* [Excerpted data]:
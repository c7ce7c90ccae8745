//! Call record encoder.
//!
//! Turns a [`TraceRecord`] into a complete call block. Object references are translated to
//! capture identities through the registry and handles to `(owner, offset)` pairs through its
//! handle table, so no process address ever reaches the trace.

use crate::{
    format::{
        io::write_le, tags, TraceFlags, TraceRecord, BLOCK_CALL, MAGIC, VERSION_MAJOR,
        VERSION_MINOR, HEADER_SIZE,
    },
    object::{CaptureId, Handle, ObjectPtr, ObjectRegistry},
    resolve::{Out, Value},
};

/// Encodes call records against a registry.
#[derive(Clone, Copy, Debug)]
pub struct Encoder<'r> {
    registry: &'r ObjectRegistry,
}

impl<'r> Encoder<'r> {
    /// Creates an encoder resolving identities through `registry`.
    #[must_use]
    pub fn new(registry: &'r ObjectRegistry) -> Self {
        Self { registry }
    }

    /// Builds the file header.
    #[must_use]
    pub fn header(flags: TraceFlags) -> [u8; HEADER_SIZE] {
        let mut header = Vec::with_capacity(HEADER_SIZE);
        header.extend_from_slice(&MAGIC);
        write_le(&mut header, VERSION_MAJOR);
        write_le(&mut header, VERSION_MINOR);
        write_le(&mut header, flags.bits());
        write_le(&mut header, 0_u32);

        let mut bytes = [0u8; HEADER_SIZE];
        bytes.copy_from_slice(&header);
        bytes
    }

    /// Appends one call block for `record` to `buffer`.
    pub fn encode(&self, record: &TraceRecord<'_>, buffer: &mut Vec<u8>) {
        let start = buffer.len();
        write_le(buffer, BLOCK_CALL);
        write_le(buffer, 0_u64);
        let payload_start = buffer.len();

        write_le(buffer, record.call.wire());
        write_le(buffer, record.thread_id);
        write_le(buffer, record.object.value());
        write_le(buffer, record.status.0);

        match record.ret {
            Some(value) => self.write_value(buffer, value),
            None => write_le(buffer, tags::NONE),
        }

        write_count(buffer, record.inputs.len());
        for value in record.inputs {
            self.write_value(buffer, value);
        }

        write_count(buffer, record.outputs.len());
        for out in record.outputs {
            self.write_out(buffer, out);
        }

        write_count(buffer, record.new_objects.len());
        for object in record.new_objects {
            write_le(buffer, object.capture_id.value());
            buffer.extend_from_slice(&object.iid.to_bytes());
        }

        let payload_size = (buffer.len() - payload_start) as u64;
        buffer[start + 4..payload_start].copy_from_slice(&payload_size.to_le_bytes());
    }

    fn object_id(&self, ptr: ObjectPtr) -> CaptureId {
        if ptr.is_null() {
            return CaptureId::NULL;
        }
        match self.registry.capture_id_of(ptr) {
            id if !id.is_null() => id,
            _ => self
                .registry
                .capture_id_of_real(ptr)
                .unwrap_or(CaptureId::NULL),
        }
    }

    fn write_handle(&self, buffer: &mut Vec<u8>, handle: Handle) {
        write_le(buffer, tags::HANDLE);
        write_le(buffer, handle.pool as u8);
        match self.registry.handles().resolve(handle) {
            Some(resolved) => {
                write_le(buffer, resolved.owner.value());
                write_le(buffer, resolved.offset);
            }
            None => {
                write_le(buffer, CaptureId::NULL.value());
                write_le(buffer, handle.value);
            }
        }
    }

    fn write_value(&self, buffer: &mut Vec<u8>, value: &Value) {
        match value {
            Value::Null => write_le(buffer, tags::NULL),
            Value::Bool(flag) => {
                write_le(buffer, tags::BOOL);
                write_le(buffer, u8::from(*flag));
            }
            Value::I32(v) => {
                write_le(buffer, tags::I32);
                write_le(buffer, *v);
            }
            Value::U32(v) => {
                write_le(buffer, tags::U32);
                write_le(buffer, *v);
            }
            Value::U64(v) => {
                write_le(buffer, tags::U64);
                write_le(buffer, *v);
            }
            Value::F32(v) => {
                write_le(buffer, tags::F32);
                write_le(buffer, *v);
            }
            Value::Bytes(bytes) => {
                write_le(buffer, tags::BYTES);
                write_count(buffer, bytes.len());
                buffer.extend_from_slice(bytes);
            }
            Value::Str(text) => {
                write_le(buffer, tags::STR);
                write_count(buffer, text.len());
                buffer.extend_from_slice(text.as_bytes());
            }
            Value::WStr(text) => {
                write_le(buffer, tags::WSTR);
                write_count(buffer, text.len());
                for unit in text.as_slice() {
                    write_le(buffer, *unit);
                }
            }
            Value::Object(obj) => {
                write_le(buffer, tags::OBJECT);
                write_le(buffer, self.object_id(obj.ptr).value());
                buffer.extend_from_slice(&obj.iid.to_bytes());
            }
            Value::Handle(handle) => self.write_handle(buffer, *handle),
            Value::Array(array) => {
                write_le(buffer, tags::ARRAY);
                write_le(buffer, array.count);
                match &array.items {
                    Some(items) => {
                        write_le(buffer, 1_u8);
                        write_count(buffer, items.len());
                        for item in items {
                            self.write_value(buffer, item);
                        }
                    }
                    None => write_le(buffer, 0_u8),
                }
            }
            Value::Struct(value) => {
                write_le(buffer, tags::STRUCT);
                write_count(buffer, value.fields.len());
                for field in &value.fields {
                    self.write_value(buffer, field);
                }
            }
        }
    }

    fn write_out(&self, buffer: &mut Vec<u8>, out: &Out) {
        match out {
            Out::Object { riid, slot } => {
                write_le(buffer, tags::OUT_OBJECT);
                buffer.extend_from_slice(&riid.to_bytes());
                match slot {
                    Some(ptr) => {
                        write_le(buffer, 1_u8);
                        write_le(buffer, self.object_id(*ptr).value());
                    }
                    None => write_le(buffer, 0_u8),
                }
            }
            Out::ObjectArray { riid, count, slots } => {
                write_le(buffer, tags::OUT_OBJECT_ARRAY);
                buffer.extend_from_slice(&riid.to_bytes());
                write_le(buffer, *count);
                match slots {
                    Some(slots) => {
                        write_le(buffer, 1_u8);
                        write_count(buffer, slots.len());
                        for ptr in slots {
                            write_le(buffer, self.object_id(*ptr).value());
                        }
                    }
                    None => write_le(buffer, 0_u8),
                }
            }
            Out::Value(value) => {
                write_le(buffer, tags::OUT_VALUE);
                match value {
                    Some(value) => {
                        write_le(buffer, 1_u8);
                        self.write_value(buffer, value);
                    }
                    None => write_le(buffer, 0_u8),
                }
            }
        }
    }
}

// Lengths beyond u32 cannot come from the native calling surface.
fn write_count(buffer: &mut Vec<u8>, len: usize) {
    write_le(buffer, u32::try_from(len).unwrap_or(u32::MAX));
}

#[cfg(test)]
mod tests {
    use super::*;
    use crate::{
        capture::Status,
        format::{CallId, NewObject, BLOCK_HEADER_SIZE},
        object::{HandlePool, InterfaceKind},
    };

    fn record<'a>(inputs: &'a [Value], outputs: &'a [Out], new: &'a [NewObject]) -> TraceRecord<'a> {
        TraceRecord {
            call: CallId::CopyResource,
            thread_id: 1,
            object: CaptureId::from_raw(4),
            status: Status::OK,
            ret: None,
            inputs,
            outputs,
            new_objects: new,
        }
    }

    #[test]
    fn test_header_layout() {
        let header = Encoder::header(TraceFlags::THREAD_IDS);
        assert_eq!(&header[..4], b"CPSC");
        assert_eq!(u16::from_le_bytes([header[4], header[5]]), VERSION_MAJOR);
        assert_eq!(
            u32::from_le_bytes([header[8], header[9], header[10], header[11]]),
            TraceFlags::THREAD_IDS.bits()
        );
    }

    #[test]
    fn test_block_size_patched() {
        let registry = ObjectRegistry::new();
        let encoder = Encoder::new(&registry);
        let mut buffer = vec![0xaa];
        encoder.encode(&record(&[Value::U32(5)], &[], &[]), &mut buffer);

        let size = u64::from_le_bytes(buffer[5..13].try_into().unwrap());
        assert_eq!(size as usize, buffer.len() - 1 - BLOCK_HEADER_SIZE);
        assert_eq!(u32::from_le_bytes(buffer[1..5].try_into().unwrap()), BLOCK_CALL);
    }

    #[test]
    fn test_objects_written_as_ids() {
        let registry = ObjectRegistry::new();
        let wrapper = registry
            .wrap_as(
                ObjectPtr::new(0xdead_0000),
                InterfaceKind::Resource,
                InterfaceKind::Resource.iid(),
            )
            .wrapper;
        let encoder = Encoder::new(&registry);

        let inputs = [Value::object(wrapper.ptr(), InterfaceKind::Resource)];
        let mut buffer = Vec::new();
        encoder.encode(&record(&inputs, &[], &[]), &mut buffer);

        let id = wrapper.capture_id().value().to_le_bytes();
        let address = wrapper.ptr().address().to_le_bytes();
        assert!(buffer.windows(8).any(|w| w == id));
        assert!(!buffer.windows(address.len()).any(|w| w == address));
    }

    #[test]
    fn test_unresolved_handle_keeps_raw_value() {
        let registry = ObjectRegistry::new();
        let encoder = Encoder::new(&registry);
        let mut buffer = Vec::new();
        encoder.write_value(
            &mut buffer,
            &Value::handle(HandlePool::GpuVirtualAddress, 0x1234),
        );

        assert_eq!(buffer[0], tags::HANDLE);
        assert_eq!(buffer[1], HandlePool::GpuVirtualAddress as u8);
        assert_eq!(u64::from_le_bytes(buffer[2..10].try_into().unwrap()), 0);
        assert_eq!(u64::from_le_bytes(buffer[10..18].try_into().unwrap()), 0x1234);
    }
}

* [What needs to be done]:
From the records above, show each line that contains the word "through".

* [Reply]:
//! capture identities through the registry and handles to `(owner, offset)` pairs through its
    /// Creates an encoder resolving identities through `registry`.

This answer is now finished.